✓ During ablative surgery and implantation of deep-brain stimulators for the treatment of movement disorders, electrophysiological techniques are often used for localization of subcortical targets. New restorative therapies for Parkinson disease, aimed at delivering drugs or cells to the substantia nigra (SN), are becoming available. Therefore, precise surgical approaches to the dopaminergic cell—containing region of the SN are required to avoid damage to nearby structures such as the corticospinal tract and subthalamic nucleus. In a study conducted in nonhuman primates, the authors evaluated the utility and accuracy of electrophysiological techniques in localizing the SN.
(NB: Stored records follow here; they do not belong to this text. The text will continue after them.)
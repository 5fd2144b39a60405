//! Regularised least-squares solvers for stacks of small linear systems
#[cfg(feature = "lapack")]
mod lapack;
#[cfg(feature = "lapack")]
use lapack::solve_minimal_norm;
#[cfg(not(feature = "lapack"))]
mod nolapack;
#[cfg(not(feature = "lapack"))]
use nolapack::solve_minimal_norm;

use ndarray::{Array2, ArrayView2, ArrayView3, Axis};

use crate::error::{CoresetError, Result};

/// Solver for stacks of regularised linear systems `(A + |λ| I) x = b`
pub trait RegularisedLeastSquaresSolver {
    /// Solves one regularised system per leading index of `arrays` and `targets`.
    ///
    /// * `arrays`: stack of square matrices, shape `(b, m, m)`
    /// * `regularisation_parameter`: λ, negative values are replaced by `|λ|`
    /// * `targets`: stack of right-hand sides, shape `(b, m)`
    /// * `identity`: the `(m, m)` matrix scaled by `|λ|` and added to every system
    ///
    /// Returns the solutions with shape `(b, m)`.
    fn solve_stack(
        &self,
        arrays: ArrayView3<f64>,
        regularisation_parameter: f64,
        targets: ArrayView2<f64>,
        identity: ArrayView2<f64>,
    ) -> Result<Array2<f64>>;
}

/// Computes the solution of minimal Euclidean norm for every system.
///
/// Singular or ill-posed systems (for example ones containing all-zero rows) fall back
/// to the pseudo-inverse.
#[derive(Clone, Copy, Debug, Default)]
pub struct MinimalEuclideanNormSolver;

impl RegularisedLeastSquaresSolver for MinimalEuclideanNormSolver {
    fn solve_stack(
        &self,
        arrays: ArrayView3<f64>,
        regularisation_parameter: f64,
        targets: ArrayView2<f64>,
        identity: ArrayView2<f64>,
    ) -> Result<Array2<f64>> {
        let (b, m, m2) = arrays.dim();
        if m != m2 || targets.dim() != (b, m) || identity.dim() != (m, m) {
            return Err(CoresetError::ShapeMismatch(format!(
                "cannot solve systems of shape {:?} with targets {:?} and identity {:?}",
                arrays.dim(),
                targets.dim(),
                identity.dim()
            )));
        }
        let lambda = regularisation_parameter.abs();
        let mut solutions = Array2::zeros((b, m));
        for ((mat, rhs), mut sol) in arrays
            .axis_iter(Axis(0))
            .zip(targets.outer_iter())
            .zip(solutions.outer_iter_mut())
        {
            let regularised = &mat + &(&identity * lambda);
            sol.assign(&solve_minimal_norm(regularised.view(), rhs)?);
        }
        Ok(solutions)
    }
}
Three adult rhesus monkeys were used as hosts for intranigral cell transplants. The monkeys were rendered hemiparkinsonian by intracarotid injection of 1-methyl-4-phenyl-1,2,3,6-tetrahydropyridine. With the aid of stereotactic guidance, chronic recording chambers were placed on the skull of each monkey and directed at the SN. In each monkey, 20 to 40 trajectories were explored with a microelectrode. Spontaneous and movement-related single-unit activities were recorded in the SN, pars reticulata, subthalamic nucleus, globus pallidus, striatum, thalamus, and red nucleus. Motor and ocular responses to microstimulation in the subthalamic area were noted. Using the electrophysiological and stereotactic information that was obtained, three-dimensional maps of the nigral complex were constructed to infer the location of the SN pars compacta. The maps were subsequently used to guide intranigral placement of fetal dopaminergic cells. Accurate delivery was verified by histological analysis.
Based on the characteristic electrophysiological properties of the SN and surrounding structures in the parkinsonian state, microelectrode recording techniques may be used to ensure accurate placement of cell transplantation in the intranigral region.